Mystery Writer

One of my finest moments occured at Na-Bolom in San Christobal de las Casas, Mexico, in the fall of 1992. I had just given a talk about the Labrador Innu in the hacienda’s library, and when I sat down, Trudy Blom, the facility’s 92 year old owner and a prominent ethnographer, said, “You are sitting in B. Traven’s favorite chair.”

A Traven book that is perilous to ignoreB. Traven was — and is — my favorite fiction writer. If you’ve seen the Humphrey Bogart film The Treasure of the Sierra Madre, then you might know that the film is based on the Traven novel of the same name.

Traven would not have wanted you to know anything about his life, however. He gave a wide berth to interviews, journalists, prizes, and publicity of any sort. Such a wide berth, in fact, that he makes Thomas Pynchon seem like a David Letterman regular.

There are quite a few theories about Traven’s identity. One theory is that Traven was the illegitimate son of the German Kaiser. Another theory is that he was Jack London, who faked his death and became Traven.

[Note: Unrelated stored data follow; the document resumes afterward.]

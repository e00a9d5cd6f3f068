//! Two-color palettes produced by a text-to-palette service.
//!
//! Only the service's answer is handled here; the request itself is someone
//! else's job. Answers sometimes arrive wrapped in a markdown code fence.

use serde::Deserialize;
use std::path::Path;

use crate::error::{Result, VisualizerError};
use crate::render::color::Rgba8;
use crate::visual::VisualizerSettings;

#[derive(Clone, Copy, Debug, PartialEq, Eq)]
pub struct Palette {
    pub background: Rgba8,
    pub primary: Rgba8,
}

#[derive(Deserialize)]
#[serde(rename_all = "camelCase")]
struct RawPalette {
    background_color: Option<String>,
    primary_color: Option<String>,
}

impl Palette {
    pub fn from_response(text: &str) -> Result<Self> {
        let cleaned = text.replace("```json", "").replace("```", "");
        let cleaned = cleaned.trim();
        if cleaned.is_empty() {
            return Err(VisualizerError::Palette("empty response".into()));
        }
        let raw: RawPalette = serde_json::from_str(cleaned)
            .map_err(|e| VisualizerError::Palette(format!("not valid JSON: {}", e)))?;
        match (raw.background_color, raw.primary_color) {
            (Some(bg), Some(fg)) if !bg.is_empty() && !fg.is_empty() => Ok(Self {
                background: bg.parse()?,
                primary: fg.parse()?,
            }),
            _ => Err(VisualizerError::Palette(
                "expected both backgroundColor and primaryColor".into(),
            )),
        }
    }

    pub fn load(path: &Path) -> Result<Self> {
        let text = std::fs::read_to_string(path)?;
        Self::from_response(&text)
    }

    /// Overwrites the two colors. Every other setting is left alone.
    pub fn apply(&self, settings: &mut VisualizerSettings) {
        settings.background_color = self.background;
        settings.primary_color = self.primary;
    }
}

#[cfg(test)]
mod tests {
    use super::*;

    #[test]
    fn parses_plain_json() {
        let p = Palette::from_response(r##"{"backgroundColor":"#1A1A2E","primaryColor":"#E040FB"}"##).unwrap();
        assert_eq!(p.background, Rgba8::opaque(0x1A, 0x1A, 0x2E));
        assert_eq!(p.primary, Rgba8::opaque(0xE0, 0x40, 0xFB));
    }

    #[test]
    fn strips_markdown_fences() {
        let text = "```json\n{\"backgroundColor\": \"#000\", \"primaryColor\": \"#0f0\"}\n```";
        let p = Palette::from_response(text).unwrap();
        assert_eq!(p.background, Rgba8::opaque(0, 0, 0));
        assert_eq!(p.primary, Rgba8::opaque(0, 255, 0));
    }

    #[test]
    fn rejects_missing_fields_and_garbage() {
        assert!(matches!(
            Palette::from_response(r##"{"backgroundColor":"#000"}"##),
            Err(VisualizerError::Palette(_))
        ));
        assert!(matches!(Palette::from_response("sunset vibes"), Err(VisualizerError::Palette(_))));
        assert!(matches!(Palette::from_response("  "), Err(VisualizerError::Palette(_))));
        assert!(matches!(
            Palette::from_response(r##"{"backgroundColor":"navy","primaryColor":"#fff"}"##),
            Err(VisualizerError::InvalidColor(_))
        ));
    }

    #[test]
    fn apply_only_touches_colors() {
        let mut settings = VisualizerSettings { line_width: 5.0, ..Default::default() };
        let palette = Palette { background: Rgba8::opaque(1, 2, 3), primary: Rgba8::opaque(4, 5, 6) };
        palette.apply(&mut settings);
        assert_eq!(settings.background_color, Rgba8::opaque(1, 2, 3));
        assert_eq!(settings.primary_color, Rgba8::opaque(4, 5, 6));
        assert_eq!(settings.line_width, 5.0);
    }
}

Given that he, like London, wrote about down-and-outers in remote locations, this theory at least makes literary sense, which is more than I can say for the theory that he was the American writer Ambrose Bierce, who disappeared in Mexico in 1913.  Traven died in 1969, and if he were Bierce, he would have been 126 years old at the time of his death.

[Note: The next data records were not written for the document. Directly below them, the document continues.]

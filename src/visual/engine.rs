use crate::render::surface::Surface;

use super::particles::ParticlePool;
use super::styles::{self, StyleState};
use super::{Viewport, VisualStyle, VisualizerSettings};

/// Owns the cross-tick style state and the randomness that feeds it.
///
/// Physics is stepped by [`StyleEngine::advance`], once per tick; painting
/// via [`StyleEngine::paint`] only reads the state, so any number of surfaces
/// can be painted from the same generation of particles.
pub struct StyleEngine {
    active: Option<VisualStyle>,
    state: StyleState,
    rng: fastrand::Rng,
}

impl Default for StyleEngine {
    fn default() -> Self {
        Self::new()
    }
}

impl StyleEngine {
    pub fn new() -> Self {
        Self::with_rng(fastrand::Rng::new())
    }

    /// Deterministic engine, for tests and reproducible exports.
    pub fn with_seed(seed: u64) -> Self {
        Self::with_rng(fastrand::Rng::with_seed(seed))
    }

    fn with_rng(rng: fastrand::Rng) -> Self {
        Self { active: None, state: StyleState::default(), rng }
    }

    pub fn active_style(&self) -> Option<VisualStyle> {
        self.active
    }

    pub fn particles(&self) -> &ParticlePool {
        &self.state.pool
    }

    pub fn state(&self) -> &StyleState {
        &self.state
    }

    /// Switches the active style. Any change empties the particle pool and
    /// rewinds the grid before the next paint. Returns whether it changed.
    pub fn select_style(&mut self, style: VisualStyle) -> bool {
        if self.active == Some(style) {
            return false;
        }
        if let Some(previous) = self.active {
            log::debug!(
                "Style {} -> {}: dropping {} particles",
                previous,
                style,
                self.state.pool.len()
            );
        }
        self.state.reset();
        self.active = Some(style);
        true
    }

    /// Steps the active style's simulation by one tick. Particle motion is
    /// measured against the capture resolution, so bursts stay round on the
    /// recorded video. A panic in the step drops the style's state.
    pub fn advance(&mut self, bins: &[u8], settings: &VisualizerSettings) {
        self.select_style(settings.style);
        let (width, height) = settings.resolution.dimensions();
        let field = Viewport::new(width, height);
        let state = &mut self.state;
        let rng = &mut self.rng;
        let stepped = styles::guarded(settings.style, "physics", || match settings.style {
            VisualStyle::Particles => state.pool.step_fountain(
                bins,
                settings.primary_color,
                settings.particle_speed,
                field,
                rng,
            ),
            VisualStyle::Galaxy => state.pool.step_galaxy(
                bins,
                settings.primary_color,
                settings.particle_speed,
                field,
                rng,
            ),
            VisualStyle::Grid => {
                state.grid_offset = styles::advance_grid_offset(state.grid_offset, bins);
            }
            VisualStyle::Bars | VisualStyle::Wave | VisualStyle::Circle | VisualStyle::DualBars => {}
        });
        if stepped.is_none() {
            self.state.reset();
        }
    }

    pub fn paint(&self, surface: &mut Surface, bins: &[u8], settings: &VisualizerSettings) {
        styles::render(surface, bins, settings, &self.state);
    }
}

#[cfg(test)]
mod tests {
    use super::*;

    fn settings(style: VisualStyle) -> VisualizerSettings {
        VisualizerSettings { style, ..Default::default() }
    }

    #[test]
    fn switching_style_empties_the_pool() {
        let mut engine = StyleEngine::with_seed(42);
        let loud = [255u8; 256];
        for _ in 0..200 {
            engine.advance(&loud, &settings(VisualStyle::Particles));
        }
        assert!(!engine.particles().is_empty());

        assert!(engine.select_style(VisualStyle::Galaxy));
        assert!(engine.particles().is_empty());
        assert!(!engine.select_style(VisualStyle::Galaxy));
    }

    #[test]
    fn advance_switches_style_from_settings() {
        let mut engine = StyleEngine::with_seed(1);
        let loud = [255u8; 256];
        for _ in 0..100 {
            engine.advance(&loud, &settings(VisualStyle::Particles));
        }
        engine.advance(&[0; 256], &settings(VisualStyle::Bars));
        assert_eq!(engine.active_style(), Some(VisualStyle::Bars));
        assert!(engine.particles().is_empty());
    }

    #[test]
    fn grid_offset_survives_across_ticks() {
        let mut engine = StyleEngine::with_seed(1);
        let s = settings(VisualStyle::Grid);
        engine.advance(&[255; 256], &s);
        engine.advance(&[255; 256], &s);
        assert!((engine.state().grid_offset - 10.0).abs() < 1e-4);
    }

    #[test]
    fn seeded_engines_agree() {
        let mut a = StyleEngine::with_seed(9);
        let mut b = StyleEngine::with_seed(9);
        let s = settings(VisualStyle::Particles);
        for _ in 0..50 {
            a.advance(&[200; 256], &s);
            b.advance(&[200; 256], &s);
        }
        let pa: Vec<_> = a.particles().iter().cloned().collect();
        let pb: Vec<_> = b.particles().iter().cloned().collect();
        assert_eq!(pa, pb);
    }

    #[test]
    fn paint_does_not_step_physics() {
        let mut engine = StyleEngine::with_seed(4);
        let s = settings(VisualStyle::Particles);
        for _ in 0..100 {
            engine.advance(&[255; 256], &s);
        }
        let before: Vec<_> = engine.particles().iter().cloned().collect();
        let mut surface = Surface::new(64, 36);
        engine.paint(&mut surface, &[255; 256], &s);
        engine.paint(&mut surface, &[255; 256], &s);
        let after: Vec<_> = engine.particles().iter().cloned().collect();
        assert_eq!(before, after);
    }
}
//! Particle physics for the `particles` and `galaxy` styles.
//!
//! Positions live in normalized surface coordinates (0.0-1.0 on both axes)
//! so one pool can be painted onto surfaces of any size. Radii and
//! velocities are in reference units (see [`super::REFERENCE_EXTENT`]).
//! Each step takes the `field` the motion is measured against: a velocity
//! unit moves the same number of pixels on both axes of any surface with
//! the field's aspect ratio.

use crate::render::color::Rgba8;

use super::Viewport;

/// Live-particle cap for the `particles` style.
pub const FOUNTAIN_CAP: usize = 100;
/// Safety cap for `galaxy`, which otherwise relies on decay alone.
pub const GALAXY_CAP: usize = 600;

const FOUNTAIN_GRAVITY: f32 = 0.05;
const FOUNTAIN_RADIUS_DECAY: f32 = 0.99;
const FOUNTAIN_MIN_RADIUS: f32 = 0.5;

/// Mean of the lowest eighth of the bins must exceed this to trigger a burst.
pub const GALAXY_BASS_THRESHOLD: f32 = 200.0;
const GALAXY_BURST_CHANCE: f32 = 0.35;
const GALAXY_LIFE_DECAY: f32 = 0.01;

#[derive(Clone, Debug, PartialEq)]
pub struct Particle {
    pub x: f32,
    pub y: f32,
    pub radius: f32,
    pub color: Rgba8,
    pub vx: f32,
    pub vy: f32,
    /// Remaining life in 0.0-1.0; `None` for particles that fade by shrinking.
    pub life: Option<f32>,
}

impl Particle {
    /// Paint opacity: remaining life when tracked, otherwise fully opaque.
    pub fn alpha(&self) -> f32 {
        self.life.map_or(1.0, |l| l.clamp(0.0, 1.0))
    }
}

/// Unordered set of live particles. Nothing holds indices into it.
#[derive(Clone, Debug, Default)]
pub struct ParticlePool {
    particles: Vec<Particle>,
}

impl ParticlePool {
    pub fn new() -> Self {
        Self::default()
    }

    pub fn len(&self) -> usize {
        self.particles.len()
    }

    pub fn is_empty(&self) -> bool {
        self.particles.is_empty()
    }

    pub fn iter(&self) -> impl Iterator<Item = &Particle> {
        self.particles.iter()
    }

    pub fn clear(&mut self) {
        self.particles.clear();
    }

    pub fn push(&mut self, particle: Particle) {
        self.particles.push(particle);
    }

    /// One tick of the rising-fountain style: maybe spawn one particle at the
    /// bottom edge, then move everything under gravity and cull.
    pub fn step_fountain(
        &mut self,
        bins: &[u8],
        color: Rgba8,
        speed: f32,
        field: Viewport,
        rng: &mut fastrand::Rng,
    ) {
        let intensity = fountain_intensity(bins);
        if self.particles.len() < FOUNTAIN_CAP && rng.f32() < 0.5 * intensity {
            self.particles.push(Particle {
                x: rng.f32(),
                y: 1.0,
                radius: 2.0 + rng.f32() * 3.0,
                color,
                vx: (rng.f32() - 0.5) * 2.0,
                vy: -(rng.f32() * 2.0 + 1.0) * (1.0 + intensity * speed),
                life: None,
            });
        }

        let (span_x, span_y) = field.extent();
        self.particles.retain_mut(|p| {
            p.x += p.vx / span_x;
            p.y += p.vy / span_y;
            p.vy += FOUNTAIN_GRAVITY;
            p.radius *= FOUNTAIN_RADIUS_DECAY;

            let gone = p.y + p.radius / span_y < 0.0
                || p.x < -p.radius / span_x
                || p.x > 1.0 + p.radius / span_x
                || p.radius < FOUNTAIN_MIN_RADIUS;
            !gone
        });
    }

    /// One tick of the galaxy style: a loud bass hit may burst particles out
    /// of the center; everything drifts ballistically and fades.
    pub fn step_galaxy(
        &mut self,
        bins: &[u8],
        color: Rgba8,
        speed: f32,
        field: Viewport,
        rng: &mut fastrand::Rng,
    ) {
        let bass = bass_level(bins);
        if bass > GALAXY_BASS_THRESHOLD && rng.f32() < GALAXY_BURST_CHANCE {
            let excess = (bass - GALAXY_BASS_THRESHOLD) / (255.0 - GALAXY_BASS_THRESHOLD);
            let burst_speed = (1.0 + excess * 4.0) * speed.max(0.0);
            let wanted = rng.usize(20..=40);
            let room = GALAXY_CAP.saturating_sub(self.particles.len());
            for _ in 0..wanted.min(room) {
                let angle = rng.f32() * std::f32::consts::TAU;
                let v = (0.5 + rng.f32() * 1.5) * burst_speed;
                self.particles.push(Particle {
                    x: 0.5,
                    y: 0.5,
                    radius: 1.0 + rng.f32() * 2.0,
                    color,
                    vx: angle.cos() * v,
                    vy: angle.sin() * v,
                    life: Some(1.0),
                });
            }
        }

        let (span_x, span_y) = field.extent();
        self.particles.retain_mut(|p| {
            p.x += p.vx / span_x;
            p.y += p.vy / span_y;
            let life = p.life.unwrap_or(1.0) - GALAXY_LIFE_DECAY;
            p.life = Some(life);
            life > 0.0
        });
    }
}

/// `(mean / 128)^2`: quiet passages stay calm, loud ones spawn freely.
pub fn fountain_intensity(bins: &[u8]) -> f32 {
    if bins.is_empty() {
        return 0.0;
    }
    let mean = bins.iter().map(|&b| b as f32).sum::<f32>() / bins.len() as f32;
    (mean / 128.0).powi(2)
}

/// Mean raw magnitude (0-255) of the lowest eighth of the bins.
pub fn bass_level(bins: &[u8]) -> f32 {
    let n = (bins.len() / 8).max(1).min(bins.len());
    if n == 0 {
        return 0.0;
    }
    bins[..n].iter().map(|&b| b as f32).sum::<f32>() / n as f32
}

In all probability, Traven was the German anarchist writer Ret Marut, who, being pursued by the Kaiser’s secret police, fled to Mexico around 1925 and adopted a new name, lest he be extradited to Germany. To consolidate his camouflage, he engaged in a number of manual jobs — cotton picker, oilman, miner, etc — which gave him an excellent window on his subsequent subject matter.

“An author should have no biography other than his books,” Traven wrote, and perhaps we should respect that sentiment rather than try to prove he was really (for example) Flannery O’Connor. Perhaps we should respect that sentiment with all authors, not just Traven…

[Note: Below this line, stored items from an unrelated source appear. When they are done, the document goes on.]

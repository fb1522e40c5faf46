// Copyright 2025 the MD Box Tree Authors
// SPDX-License-Identifier: Apache-2.0 OR MIT

//! Depth-first traversal with depth cutoff and mask filtering.

use alloc::vec::Vec;
use core::fmt;

use crate::event::Event;
use crate::node::Node;

/// Which boxes a traversal yields.
#[derive(Clone, Copy, Debug, Default, PartialEq, Eq)]
pub struct TraversalFilter {
    /// Do not descend below this depth. A grid box at the cutoff is yielded as
    /// if it were a leaf.
    pub max_depth: Option<u32>,
    /// Yield only leaves (and grid boxes at the cutoff).
    pub leaves_only: bool,
    /// Skip masked boxes together with their subtrees.
    pub skip_masked: bool,
}

impl TraversalFilter {
    /// Every box, parents before children.
    pub const ALL: Self = Self {
        max_depth: None,
        leaves_only: false,
        skip_masked: false,
    };

    /// Leaves only.
    pub const fn leaves() -> Self {
        Self {
            leaves_only: true,
            ..Self::ALL
        }
    }

    /// Limit the traversal depth.
    pub const fn with_max_depth(mut self, depth: u32) -> Self {
        self.max_depth = Some(depth);
        self
    }

    /// Skip masked subtrees.
    pub const fn unmasked(mut self) -> Self {
        self.skip_masked = true;
        self
    }
}

/// Pre-order iterator over the boxes of a subtree.
///
/// Children are visited in linear cell order.
pub struct BoxIter<'a, E: Event> {
    stack: Vec<&'a Node<E>>,
    filter: TraversalFilter,
}

impl<E: Event> fmt::Debug for BoxIter<'_, E> {
    fn fmt(&self, f: &mut fmt::Formatter<'_>) -> fmt::Result {
        f.debug_struct("BoxIter")
            .field("pending", &self.stack.len())
            .field("filter", &self.filter)
            .finish_non_exhaustive()
    }
}

impl<'a, E: Event> BoxIter<'a, E> {
    pub(crate) fn new(root: &'a Node<E>, filter: TraversalFilter) -> Self {
        let mut stack = Vec::new();
        stack.push(root);
        Self { stack, filter }
    }
}

impl<'a, E: Event> Iterator for BoxIter<'a, E> {
    type Item = &'a Node<E>;

    fn next(&mut self) -> Option<Self::Item> {
        while let Some(node) = self.stack.pop() {
            if self.filter.skip_masked && node.is_masked() {
                continue;
            }
            let Node::Grid(grid) = node else {
                return Some(node);
            };
            if self.filter.max_depth.is_some_and(|d| grid.depth() >= d) {
                return Some(node);
            }
            self.stack.extend(grid.children().iter().rev());
            if !self.filter.leaves_only {
                return Some(node);
            }
        }
        None
    }
}

#[cfg(test)]
mod tests {
    use super::*;
    use crate::controller::{BoxController, SplitPolicy};
    use crate::event::LeanEvent;
    use crate::node::BoxId;
    use mdbox_geom::Extents;

    /// Root grid (depth 0) with one child split again (depth 1).
    fn two_level() -> (BoxController, Node<LeanEvent>) {
        let c = BoxController::new(SplitPolicy::uniform(2, 4, 2));
        let mut root = Node::Leaf(crate::leaf::MdBox::new(
            Extents::cube(2, 0.0, 1.0).unwrap(),
            0,
            0,
            c.next_id(),
        ));
        for (x, y) in [(0.1, 0.1), (0.4, 0.1), (0.1, 0.4), (0.9, 0.9)] {
            root.insert(LeanEvent::from_slice(&[x, y], 1.0, 1.0).unwrap(), &c)
                .unwrap();
        }
        root.split_all(&c).unwrap();
        (c, root)
    }

    #[test]
    fn full_traversal_is_preorder() {
        let (_, root) = two_level();
        let ids: Vec<u64> = root
            .iter(TraversalFilter::ALL)
            .map(|n| n.id().get())
            .collect();
        // Root 0 splits into 1..=4; child 1 splits into 5..=8.
        assert_eq!(ids, [0, 1, 5, 6, 7, 8, 2, 3, 4]);
    }

    #[test]
    fn cutoff_yields_grids_as_leaves() {
        let (_, root) = two_level();
        let leaves: Vec<u64> = root
            .iter(TraversalFilter::leaves().with_max_depth(1))
            .map(|n| n.id().get())
            .collect();
        assert_eq!(leaves, [1, 2, 3, 4]);
        let root_only: Vec<_> = root.iter(TraversalFilter::ALL.with_max_depth(0)).collect();
        assert_eq!(root_only.len(), 1);
        let all_leaves = root.iter(TraversalFilter::leaves()).count();
        assert_eq!(all_leaves, 7);
    }

    #[test]
    fn masked_subtrees_are_skipped() {
        let (_c, mut root) = two_level();
        root.find_mut(BoxId(1)).unwrap().set_masked(true);
        assert!(
            root.find(BoxId(6)).unwrap().is_masked(),
            "mask covers subtree"
        );
        let ids: Vec<u64> = root
            .iter(TraversalFilter::ALL.unmasked())
            .map(|n| n.id().get())
            .collect();
        assert_eq!(ids, [0, 2, 3, 4]);
        assert_eq!(root.iter(TraversalFilter::ALL).count(), 9);
    }
}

What of Traven’s books? I’m not easily moved by fiction, but I’ve been powerfully moved by The Bridge in the Jungle every time I’ve read it. This novel concerns the disappearance of a young Indian boy and a small village’s efforts to find him. I also recommend the novella Macario, which describes an elderly Indian man’s encounter with Death right after he’s obtained his life’s wish — a roast turkey.

And if you want a reading experience that out-Kafka’s Kafka, then you should procure a copy of the doubtless autobiographical novel The Death Ship, a tale of a sailor who has lost his identity papers and who signs on a “death ship” — i.e., a ship destined to be sunk at sea so that the owners can claim the insurance money.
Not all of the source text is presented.